> [WHAT IS BEING ASKED]:
Could you say how many lines in the entries contain the string "mdat"? Give only that number.

> [DATA FOR ANALYSIS]:

....................

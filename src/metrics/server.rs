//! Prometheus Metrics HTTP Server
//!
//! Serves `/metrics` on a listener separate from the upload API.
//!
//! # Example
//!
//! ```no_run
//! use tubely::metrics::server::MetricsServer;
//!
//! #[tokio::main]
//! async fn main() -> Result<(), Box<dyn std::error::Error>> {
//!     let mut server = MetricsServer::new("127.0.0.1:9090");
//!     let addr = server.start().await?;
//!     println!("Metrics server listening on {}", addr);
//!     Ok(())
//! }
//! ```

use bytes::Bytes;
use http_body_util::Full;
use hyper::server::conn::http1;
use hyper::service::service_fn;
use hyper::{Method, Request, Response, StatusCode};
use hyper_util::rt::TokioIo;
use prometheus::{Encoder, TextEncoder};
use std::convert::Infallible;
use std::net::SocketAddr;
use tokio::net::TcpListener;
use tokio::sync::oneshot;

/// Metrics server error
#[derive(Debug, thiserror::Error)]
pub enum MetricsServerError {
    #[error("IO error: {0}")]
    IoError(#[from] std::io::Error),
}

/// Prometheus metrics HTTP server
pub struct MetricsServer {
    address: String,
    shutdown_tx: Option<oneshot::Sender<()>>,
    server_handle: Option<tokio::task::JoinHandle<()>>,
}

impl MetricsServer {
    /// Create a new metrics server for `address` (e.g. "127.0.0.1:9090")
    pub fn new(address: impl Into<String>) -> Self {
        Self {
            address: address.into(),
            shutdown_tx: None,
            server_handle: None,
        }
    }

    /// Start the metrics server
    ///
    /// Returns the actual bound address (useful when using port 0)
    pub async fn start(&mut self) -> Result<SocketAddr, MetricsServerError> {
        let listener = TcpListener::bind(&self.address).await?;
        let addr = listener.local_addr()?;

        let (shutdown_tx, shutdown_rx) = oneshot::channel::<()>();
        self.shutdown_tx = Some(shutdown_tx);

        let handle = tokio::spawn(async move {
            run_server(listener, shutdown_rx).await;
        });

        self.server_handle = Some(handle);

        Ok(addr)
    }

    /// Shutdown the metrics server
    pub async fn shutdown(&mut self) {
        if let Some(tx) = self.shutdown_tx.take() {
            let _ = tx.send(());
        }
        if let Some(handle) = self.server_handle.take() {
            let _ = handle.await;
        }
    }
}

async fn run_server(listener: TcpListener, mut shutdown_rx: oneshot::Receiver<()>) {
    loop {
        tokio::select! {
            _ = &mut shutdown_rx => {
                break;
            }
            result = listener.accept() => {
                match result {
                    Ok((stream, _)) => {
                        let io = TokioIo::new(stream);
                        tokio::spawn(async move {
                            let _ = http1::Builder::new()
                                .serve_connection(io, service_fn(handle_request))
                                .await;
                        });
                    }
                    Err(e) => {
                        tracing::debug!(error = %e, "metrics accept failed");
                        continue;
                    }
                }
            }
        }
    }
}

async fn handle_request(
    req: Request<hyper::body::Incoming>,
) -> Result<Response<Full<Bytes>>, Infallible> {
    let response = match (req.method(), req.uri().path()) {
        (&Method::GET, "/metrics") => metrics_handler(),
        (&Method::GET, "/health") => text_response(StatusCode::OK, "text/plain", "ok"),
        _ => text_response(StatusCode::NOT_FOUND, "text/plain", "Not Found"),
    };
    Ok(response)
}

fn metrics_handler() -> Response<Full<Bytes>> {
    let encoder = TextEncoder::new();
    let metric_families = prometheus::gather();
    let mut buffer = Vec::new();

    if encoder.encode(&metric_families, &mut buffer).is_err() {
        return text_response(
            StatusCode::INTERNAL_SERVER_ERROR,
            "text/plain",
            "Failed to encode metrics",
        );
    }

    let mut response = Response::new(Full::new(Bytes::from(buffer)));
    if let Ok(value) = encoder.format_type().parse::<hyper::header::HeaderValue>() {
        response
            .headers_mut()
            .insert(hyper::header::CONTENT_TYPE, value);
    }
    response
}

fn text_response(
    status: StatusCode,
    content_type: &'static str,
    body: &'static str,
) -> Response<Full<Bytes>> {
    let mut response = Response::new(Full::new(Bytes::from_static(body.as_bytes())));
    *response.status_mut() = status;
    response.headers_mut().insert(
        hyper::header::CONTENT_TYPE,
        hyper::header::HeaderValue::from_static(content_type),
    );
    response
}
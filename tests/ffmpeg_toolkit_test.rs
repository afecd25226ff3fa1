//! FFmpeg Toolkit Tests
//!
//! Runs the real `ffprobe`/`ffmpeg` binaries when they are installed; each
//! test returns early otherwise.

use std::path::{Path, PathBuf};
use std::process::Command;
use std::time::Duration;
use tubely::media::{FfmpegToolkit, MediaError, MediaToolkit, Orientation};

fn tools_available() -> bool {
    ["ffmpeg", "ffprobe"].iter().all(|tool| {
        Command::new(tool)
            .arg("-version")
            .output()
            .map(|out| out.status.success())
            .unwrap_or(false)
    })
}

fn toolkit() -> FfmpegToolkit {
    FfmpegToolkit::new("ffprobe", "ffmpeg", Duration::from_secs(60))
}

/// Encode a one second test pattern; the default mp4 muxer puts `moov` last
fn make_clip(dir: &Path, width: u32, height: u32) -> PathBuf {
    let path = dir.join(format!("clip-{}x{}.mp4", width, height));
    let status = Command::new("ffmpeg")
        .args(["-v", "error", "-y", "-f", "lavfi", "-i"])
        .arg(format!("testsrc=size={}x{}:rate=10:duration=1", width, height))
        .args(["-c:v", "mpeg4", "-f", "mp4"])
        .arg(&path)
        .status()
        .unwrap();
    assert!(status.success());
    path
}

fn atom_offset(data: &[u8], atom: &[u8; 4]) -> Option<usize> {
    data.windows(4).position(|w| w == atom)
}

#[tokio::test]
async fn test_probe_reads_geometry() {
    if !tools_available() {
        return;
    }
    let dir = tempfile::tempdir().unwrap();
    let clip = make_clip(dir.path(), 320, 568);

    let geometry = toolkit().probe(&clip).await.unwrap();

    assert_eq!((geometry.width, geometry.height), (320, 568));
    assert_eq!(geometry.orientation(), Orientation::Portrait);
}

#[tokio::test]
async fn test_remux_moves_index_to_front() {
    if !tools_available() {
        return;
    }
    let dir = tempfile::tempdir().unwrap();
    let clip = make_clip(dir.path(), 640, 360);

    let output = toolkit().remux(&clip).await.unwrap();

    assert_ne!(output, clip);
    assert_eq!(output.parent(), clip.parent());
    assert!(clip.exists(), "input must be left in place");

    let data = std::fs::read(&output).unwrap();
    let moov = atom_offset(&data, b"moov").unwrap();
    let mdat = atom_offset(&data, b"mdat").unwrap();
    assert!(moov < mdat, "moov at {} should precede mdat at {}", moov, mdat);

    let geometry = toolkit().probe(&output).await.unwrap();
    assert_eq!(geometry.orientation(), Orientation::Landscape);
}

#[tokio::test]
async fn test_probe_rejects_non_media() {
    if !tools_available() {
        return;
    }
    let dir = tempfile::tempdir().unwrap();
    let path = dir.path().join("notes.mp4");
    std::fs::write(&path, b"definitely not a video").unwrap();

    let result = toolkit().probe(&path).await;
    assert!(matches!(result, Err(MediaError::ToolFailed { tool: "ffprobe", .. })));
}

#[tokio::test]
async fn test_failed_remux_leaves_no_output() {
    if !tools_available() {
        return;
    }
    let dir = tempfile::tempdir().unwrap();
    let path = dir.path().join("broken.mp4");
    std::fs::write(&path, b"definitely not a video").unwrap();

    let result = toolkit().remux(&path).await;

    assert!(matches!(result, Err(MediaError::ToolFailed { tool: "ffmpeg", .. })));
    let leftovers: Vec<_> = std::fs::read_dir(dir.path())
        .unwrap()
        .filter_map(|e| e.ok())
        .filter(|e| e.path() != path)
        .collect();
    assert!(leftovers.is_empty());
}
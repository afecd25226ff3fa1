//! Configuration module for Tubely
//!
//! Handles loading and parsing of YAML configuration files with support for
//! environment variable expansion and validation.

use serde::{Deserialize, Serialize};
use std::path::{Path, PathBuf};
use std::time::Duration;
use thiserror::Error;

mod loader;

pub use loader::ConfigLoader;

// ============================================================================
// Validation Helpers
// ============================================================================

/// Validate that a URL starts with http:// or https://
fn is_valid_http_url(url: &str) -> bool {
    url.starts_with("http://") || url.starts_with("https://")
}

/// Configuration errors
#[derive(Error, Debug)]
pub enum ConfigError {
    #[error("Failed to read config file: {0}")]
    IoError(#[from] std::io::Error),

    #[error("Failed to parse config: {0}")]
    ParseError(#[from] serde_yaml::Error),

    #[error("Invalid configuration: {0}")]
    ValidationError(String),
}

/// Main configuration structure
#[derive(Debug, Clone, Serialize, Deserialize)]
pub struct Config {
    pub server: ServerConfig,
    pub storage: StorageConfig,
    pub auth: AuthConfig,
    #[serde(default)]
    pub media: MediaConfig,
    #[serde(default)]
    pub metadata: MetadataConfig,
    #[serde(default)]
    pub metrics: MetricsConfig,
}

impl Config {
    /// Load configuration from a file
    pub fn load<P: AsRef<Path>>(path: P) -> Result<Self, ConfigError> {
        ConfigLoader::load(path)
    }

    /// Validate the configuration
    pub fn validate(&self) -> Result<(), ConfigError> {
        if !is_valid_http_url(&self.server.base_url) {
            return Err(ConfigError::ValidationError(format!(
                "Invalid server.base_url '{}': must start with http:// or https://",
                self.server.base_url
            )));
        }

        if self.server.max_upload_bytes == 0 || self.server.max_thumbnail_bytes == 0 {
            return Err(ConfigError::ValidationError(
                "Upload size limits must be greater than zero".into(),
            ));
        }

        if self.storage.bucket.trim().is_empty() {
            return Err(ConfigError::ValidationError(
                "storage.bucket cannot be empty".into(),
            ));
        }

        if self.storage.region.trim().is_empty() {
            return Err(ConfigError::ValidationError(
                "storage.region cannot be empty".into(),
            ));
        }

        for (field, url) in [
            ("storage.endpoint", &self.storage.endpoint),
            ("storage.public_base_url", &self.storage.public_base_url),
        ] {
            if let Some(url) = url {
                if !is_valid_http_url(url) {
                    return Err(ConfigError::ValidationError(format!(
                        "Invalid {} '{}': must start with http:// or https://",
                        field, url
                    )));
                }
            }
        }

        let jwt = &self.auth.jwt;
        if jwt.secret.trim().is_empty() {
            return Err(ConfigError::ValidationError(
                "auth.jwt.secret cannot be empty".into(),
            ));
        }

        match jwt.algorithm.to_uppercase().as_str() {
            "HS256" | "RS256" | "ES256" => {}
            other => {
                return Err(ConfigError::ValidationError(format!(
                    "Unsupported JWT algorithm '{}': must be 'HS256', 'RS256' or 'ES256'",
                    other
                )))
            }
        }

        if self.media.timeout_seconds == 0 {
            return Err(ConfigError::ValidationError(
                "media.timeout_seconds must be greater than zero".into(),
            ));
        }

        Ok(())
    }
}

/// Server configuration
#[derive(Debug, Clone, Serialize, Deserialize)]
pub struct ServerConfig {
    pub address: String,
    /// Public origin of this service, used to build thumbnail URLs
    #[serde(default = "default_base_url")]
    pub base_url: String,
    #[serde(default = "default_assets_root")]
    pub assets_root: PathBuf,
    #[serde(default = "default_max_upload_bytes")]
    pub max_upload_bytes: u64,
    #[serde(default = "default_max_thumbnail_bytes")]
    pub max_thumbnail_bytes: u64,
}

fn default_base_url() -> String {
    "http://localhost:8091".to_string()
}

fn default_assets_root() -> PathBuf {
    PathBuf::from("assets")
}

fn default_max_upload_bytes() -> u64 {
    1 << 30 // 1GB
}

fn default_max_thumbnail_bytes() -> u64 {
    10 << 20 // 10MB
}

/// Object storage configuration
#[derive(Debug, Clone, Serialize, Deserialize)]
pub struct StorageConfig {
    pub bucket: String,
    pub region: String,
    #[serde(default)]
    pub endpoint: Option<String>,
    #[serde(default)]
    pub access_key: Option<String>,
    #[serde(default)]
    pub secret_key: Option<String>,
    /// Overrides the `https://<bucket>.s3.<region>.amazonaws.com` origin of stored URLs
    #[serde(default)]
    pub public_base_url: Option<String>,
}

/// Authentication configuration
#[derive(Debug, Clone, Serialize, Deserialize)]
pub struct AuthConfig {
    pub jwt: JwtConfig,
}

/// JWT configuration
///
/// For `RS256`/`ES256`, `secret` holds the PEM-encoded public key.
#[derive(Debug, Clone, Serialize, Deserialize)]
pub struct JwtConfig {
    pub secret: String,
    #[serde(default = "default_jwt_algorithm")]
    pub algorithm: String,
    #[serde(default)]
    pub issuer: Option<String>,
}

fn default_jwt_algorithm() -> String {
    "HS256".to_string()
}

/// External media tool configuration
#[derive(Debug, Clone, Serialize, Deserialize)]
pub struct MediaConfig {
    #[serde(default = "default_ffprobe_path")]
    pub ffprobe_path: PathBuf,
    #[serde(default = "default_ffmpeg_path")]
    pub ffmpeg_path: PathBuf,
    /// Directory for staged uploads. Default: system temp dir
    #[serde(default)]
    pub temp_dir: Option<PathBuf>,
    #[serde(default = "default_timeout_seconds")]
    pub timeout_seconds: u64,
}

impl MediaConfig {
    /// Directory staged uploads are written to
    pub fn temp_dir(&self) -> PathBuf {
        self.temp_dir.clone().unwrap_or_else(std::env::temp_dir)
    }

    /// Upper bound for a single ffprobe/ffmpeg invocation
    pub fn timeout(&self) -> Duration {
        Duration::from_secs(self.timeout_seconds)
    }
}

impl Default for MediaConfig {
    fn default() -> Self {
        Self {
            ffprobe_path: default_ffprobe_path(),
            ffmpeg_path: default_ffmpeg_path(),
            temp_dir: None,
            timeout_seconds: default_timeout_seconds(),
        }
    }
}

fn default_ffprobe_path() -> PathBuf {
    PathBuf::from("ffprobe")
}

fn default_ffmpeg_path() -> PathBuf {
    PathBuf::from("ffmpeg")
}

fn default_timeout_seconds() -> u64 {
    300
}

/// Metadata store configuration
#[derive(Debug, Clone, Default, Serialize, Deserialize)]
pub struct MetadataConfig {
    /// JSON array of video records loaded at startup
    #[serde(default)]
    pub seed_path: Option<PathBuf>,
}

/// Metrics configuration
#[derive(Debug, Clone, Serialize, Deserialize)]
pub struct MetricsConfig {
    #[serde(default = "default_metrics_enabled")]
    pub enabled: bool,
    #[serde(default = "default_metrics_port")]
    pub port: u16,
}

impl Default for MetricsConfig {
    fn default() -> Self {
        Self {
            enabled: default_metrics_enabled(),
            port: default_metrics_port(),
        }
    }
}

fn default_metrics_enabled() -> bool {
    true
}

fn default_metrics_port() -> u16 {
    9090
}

....................

> [EXERCISE ANSWER]:
2